//! Core data models used throughout the contextualizer.
//!
//! These types describe the diagrams a user selects, the candidate resources
//! they are matched against, and the wire shapes exchanged with the detection
//! service while a parsing job runs.

use std::collections::BTreeMap;

use chrono::{DateTime, Utc};
use serde::{Deserialize, Serialize};

/// Identifier of a file record in the external file store.
pub type FileId = u64;

/// Kind of resource an entity or annotation points at.
#[derive(Debug, Clone, Copy, PartialEq, Eq, Hash, PartialOrd, Ord, Serialize, Deserialize)]
#[serde(rename_all = "lowercase")]
pub enum ResourceType {
    Asset,
    File,
}

impl ResourceType {
    pub fn as_str(&self) -> &'static str {
        match self {
            ResourceType::Asset => "asset",
            ResourceType::File => "file",
        }
    }
}

/// A file selected for contextualization, mirrored from the file store.
#[derive(Debug, Clone, PartialEq, Serialize, Deserialize)]
#[serde(rename_all = "camelCase")]
pub struct Diagram {
    pub id: FileId,
    #[serde(default)]
    pub external_id: Option<String>,
    #[serde(default)]
    pub name: String,
    /// External ids of the labels currently attached to the file record.
    #[serde(default)]
    pub labels: Vec<String>,
    #[serde(default)]
    pub data_set_id: Option<u64>,
    #[serde(default)]
    pub mime_type: Option<String>,
}

/// A candidate asset or file that detected tags may be linked to.
#[derive(Debug, Clone, PartialEq, Serialize, Deserialize)]
#[serde(rename_all = "camelCase")]
pub struct Resource {
    pub resource_type: ResourceType,
    pub id: u64,
    #[serde(default)]
    pub external_id: Option<String>,
    #[serde(default)]
    pub name: String,
    #[serde(default)]
    pub description: Option<String>,
    #[serde(default)]
    pub metadata: BTreeMap<String, String>,
}

/// Flat entity record submitted to the detection service.
///
/// `match_value` is serialized under the configured search field name, so it
/// has no fixed key of its own; see [`Entity::to_json`].
#[derive(Debug, Clone, PartialEq, Eq, Hash)]
pub struct Entity {
    pub resource_type: ResourceType,
    pub id: u64,
    pub external_id: Option<String>,
    pub match_value: String,
}

impl Entity {
    pub fn to_json(&self, search_field: &str) -> serde_json::Value {
        let mut obj = serde_json::Map::new();
        obj.insert(
            "resourceType".to_string(),
            serde_json::Value::String(self.resource_type.as_str().to_string()),
        );
        obj.insert("id".to_string(), serde_json::Value::from(self.id));
        if let Some(ext) = &self.external_id {
            obj.insert(
                "externalId".to_string(),
                serde_json::Value::String(ext.clone()),
            );
        }
        obj.insert(
            search_field.to_string(),
            serde_json::Value::String(self.match_value.clone()),
        );
        serde_json::Value::Object(obj)
    }
}

/// Status reported by the detection service for a job.
#[derive(Debug, Clone, Copy, PartialEq, Eq, Serialize, Deserialize)]
pub enum JobStatus {
    #[serde(alias = "queued", alias = "QUEUED")]
    Queued,
    #[serde(alias = "running", alias = "RUNNING")]
    Running,
    #[serde(alias = "completed", alias = "COMPLETED")]
    Completed,
    #[serde(alias = "failed", alias = "FAILED")]
    Failed,
}

impl JobStatus {
    pub fn is_terminal(&self) -> bool {
        matches!(self, JobStatus::Completed | JobStatus::Failed)
    }
}

/// Per-file progress counters of a detection job.
#[derive(Debug, Clone, Copy, Default, PartialEq, Eq, Serialize, Deserialize)]
pub struct StatusCount {
    #[serde(default)]
    pub completed: u32,
    #[serde(default)]
    pub running: u32,
    #[serde(default)]
    pub queued: u32,
    #[serde(default)]
    pub failed: u32,
}

impl StatusCount {
    pub fn total(&self) -> u32 {
        self.completed + self.running + self.queued + self.failed
    }

    pub fn merge(&mut self, other: &StatusCount) {
        self.completed += other.completed;
        self.running += other.running;
        self.queued += other.queued;
        self.failed += other.failed;
    }
}

#[derive(Debug, Clone, Copy, PartialEq, Eq, Serialize, Deserialize)]
#[serde(rename_all = "camelCase")]
pub struct JobItem {
    pub file_id: FileId,
}

/// A file the detection service (or reconciliation) could not process.
#[derive(Debug, Clone, PartialEq, Eq, Serialize, Deserialize)]
#[serde(rename_all = "camelCase")]
pub struct FailedFile {
    pub file_id: FileId,
    #[serde(default, skip_serializing_if = "Option::is_none")]
    pub error_message: Option<String>,
}

/// Local lifecycle of a parsing job as driven by the poller.
#[derive(Debug, Clone, Copy, PartialEq, Eq, Serialize, Deserialize)]
#[serde(rename_all = "lowercase")]
pub enum JobPhase {
    Submitted,
    Polling,
    Completed,
    Failed,
}

impl JobPhase {
    pub fn is_terminal(&self) -> bool {
        matches!(self, JobPhase::Completed | JobPhase::Failed)
    }
}

/// One detection job covering a chunk of diagrams.
#[derive(Debug, Clone, Serialize)]
#[serde(rename_all = "camelCase")]
pub struct ParsingJob {
    pub job_id: u64,
    pub status: JobStatus,
    pub phase: JobPhase,
    pub status_count: StatusCount,
    pub items: Vec<JobItem>,
    /// Files the detection service reported an error for.
    pub failed_files: Vec<FailedFile>,
    /// Files whose results could not be reconciled into annotations.
    pub reconcile_failures: Vec<FailedFile>,
    pub annotation_counts: BTreeMap<FileId, FileAnnotationCount>,
    /// Fingerprint of the submission, used to resume instead of resubmitting.
    pub submission_key: String,
    /// Set when the poll loop gave up waiting; the job is still non-terminal.
    pub stalled: bool,
    pub error_message: Option<String>,
    pub created_at: DateTime<Utc>,
}

impl ParsingJob {
    pub fn new(job_id: u64, status: JobStatus, file_ids: &[FileId], submission_key: String) -> Self {
        Self {
            job_id,
            status,
            phase: JobPhase::Submitted,
            status_count: StatusCount {
                queued: file_ids.len() as u32,
                ..StatusCount::default()
            },
            items: file_ids.iter().map(|&file_id| JobItem { file_id }).collect(),
            failed_files: Vec::new(),
            reconcile_failures: Vec::new(),
            annotation_counts: BTreeMap::new(),
            submission_key,
            stalled: false,
            error_message: None,
            created_at: Utc::now(),
        }
    }

    pub fn file_ids(&self) -> Vec<FileId> {
        self.items.iter().map(|i| i.file_id).collect()
    }

    pub fn is_terminal(&self) -> bool {
        self.phase.is_terminal()
    }
}

/// Per-file tally produced by one reconciliation pass.
#[derive(Debug, Clone, Copy, Default, PartialEq, Eq, Serialize, Deserialize)]
#[serde(rename_all = "camelCase")]
pub struct FileAnnotationCount {
    pub existing_file_links: usize,
    pub existing_asset_links: usize,
    pub new_file_links: usize,
    pub new_asset_links: usize,
}

// ============ Detection wire types ============

/// Body of a detection submission.
#[derive(Debug, Clone, Serialize)]
#[serde(rename_all = "camelCase")]
pub struct DetectRequest {
    pub items: Vec<JobItem>,
    pub entities: Vec<serde_json::Value>,
    pub search_field: String,
    pub min_tokens: u32,
    pub partial_match: bool,
}

#[derive(Debug, Clone, Deserialize)]
#[serde(rename_all = "camelCase")]
pub struct DetectJobCreated {
    pub job_id: u64,
    pub status: JobStatus,
}

#[derive(Debug, Clone, Deserialize)]
#[serde(rename_all = "camelCase")]
pub struct DetectStatusResponse {
    #[serde(default)]
    pub job_id: Option<u64>,
    pub status: JobStatus,
    #[serde(default)]
    pub items: Vec<DetectResultItem>,
    #[serde(default)]
    pub status_count: Option<StatusCount>,
    #[serde(default)]
    pub error_message: Option<String>,
}

#[derive(Debug, Clone, Deserialize, Serialize)]
#[serde(rename_all = "camelCase")]
pub struct DetectResultItem {
    pub file_id: FileId,
    #[serde(default)]
    pub annotations: Option<Vec<DetectedAnnotation>>,
    #[serde(default)]
    pub error_message: Option<String>,
}

#[derive(Debug, Clone, Deserialize, Serialize)]
#[serde(rename_all = "camelCase")]
pub struct DetectedAnnotation {
    pub text: String,
    #[serde(default)]
    pub confidence: Option<f64>,
    #[serde(default)]
    pub entities: Vec<DetectedEntity>,
    pub region: Region,
}

/// Entity echoed back by the detection service; extra fields are ignored.
#[derive(Debug, Clone, PartialEq, Eq, Hash, Deserialize, Serialize)]
#[serde(rename_all = "camelCase")]
pub struct DetectedEntity {
    pub resource_type: ResourceType,
    pub id: u64,
    #[serde(default)]
    pub external_id: Option<String>,
}

#[derive(Debug, Clone, Deserialize, Serialize)]
pub struct Region {
    #[serde(default)]
    pub shape: String,
    #[serde(default)]
    pub vertices: Vec<Vertex>,
    #[serde(default = "default_page")]
    pub page: u32,
}

fn default_page() -> u32 {
    1
}

#[derive(Debug, Clone, Copy, PartialEq, Deserialize, Serialize)]
pub struct Vertex {
    pub x: f64,
    pub y: f64,
}

#[derive(Debug, Clone, Copy, Default, PartialEq, Deserialize, Serialize)]
#[serde(rename_all = "camelCase")]
pub struct BoundingBox {
    pub x_min: f64,
    pub y_min: f64,
    pub x_max: f64,
    pub y_max: f64,
}

impl BoundingBox {
    pub fn approx_eq(&self, other: &BoundingBox) -> bool {
        const EPS: f64 = 1e-6;
        (self.x_min - other.x_min).abs() < EPS
            && (self.y_min - other.y_min).abs() < EPS
            && (self.x_max - other.x_max).abs() < EPS
            && (self.y_max - other.y_max).abs() < EPS
    }
}

/// Rectangle regions carry four vertices; anything else maps to the zero box.
pub fn vertices_to_bounding_box(vertices: &[Vertex]) -> BoundingBox {
    if vertices.len() == 4 {
        BoundingBox {
            x_min: vertices[0].x,
            y_min: vertices[0].y,
            x_max: vertices[2].x,
            y_max: vertices[2].y,
        }
    } else {
        BoundingBox::default()
    }
}

pub fn bounding_box_to_vertices(b: &BoundingBox) -> Vec<Vertex> {
    vec![
        Vertex { x: b.x_min, y: b.y_min },
        Vertex { x: b.x_max, y: b.y_min },
        Vertex { x: b.x_max, y: b.y_max },
        Vertex { x: b.x_min, y: b.y_max },
    ]
}

// ============ Export wire types ============

#[derive(Debug, Clone, Serialize)]
#[serde(rename_all = "camelCase")]
pub struct ConvertRequest {
    pub diagrams: Vec<ConvertItem>,
    #[serde(skip_serializing_if = "Option::is_none")]
    pub prefix: Option<String>,
}

#[derive(Debug, Clone, Serialize)]
#[serde(rename_all = "camelCase")]
pub struct ConvertItem {
    pub file_id: FileId,
    pub annotations: Vec<ExportAnnotation>,
}

/// A confirmed annotation baked into an exported artifact.
#[derive(Debug, Clone, PartialEq, Serialize)]
#[serde(rename_all = "camelCase")]
pub struct ExportAnnotation {
    pub text: String,
    pub region: ExportRegion,
}

#[derive(Debug, Clone, PartialEq, Serialize)]
#[serde(rename_all = "camelCase")]
pub struct ExportRegion {
    pub shape: String,
    pub vertices: Vec<Vertex>,
    pub page: u32,
}

#[derive(Debug, Clone, Deserialize)]
#[serde(rename_all = "camelCase")]
pub struct ConvertJobCreated {
    pub job_id: u64,
}

/// Poll result of one file inside a convert job.
#[derive(Debug, Clone, Deserialize)]
#[serde(rename_all = "camelCase")]
pub struct ConvertItemStatus {
    pub status: String,
    #[serde(default)]
    pub svg_id: Option<u64>,
    #[serde(default)]
    pub error_message: Option<String>,
}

_EXERCISE_.
Which lines of the data include the word "insert"? Copy each one.

_ANSWER BOX_.
        obj.insert(
        obj.insert("id".to_string(), serde_json::Value::from(self.id));
            obj.insert(
        obj.insert(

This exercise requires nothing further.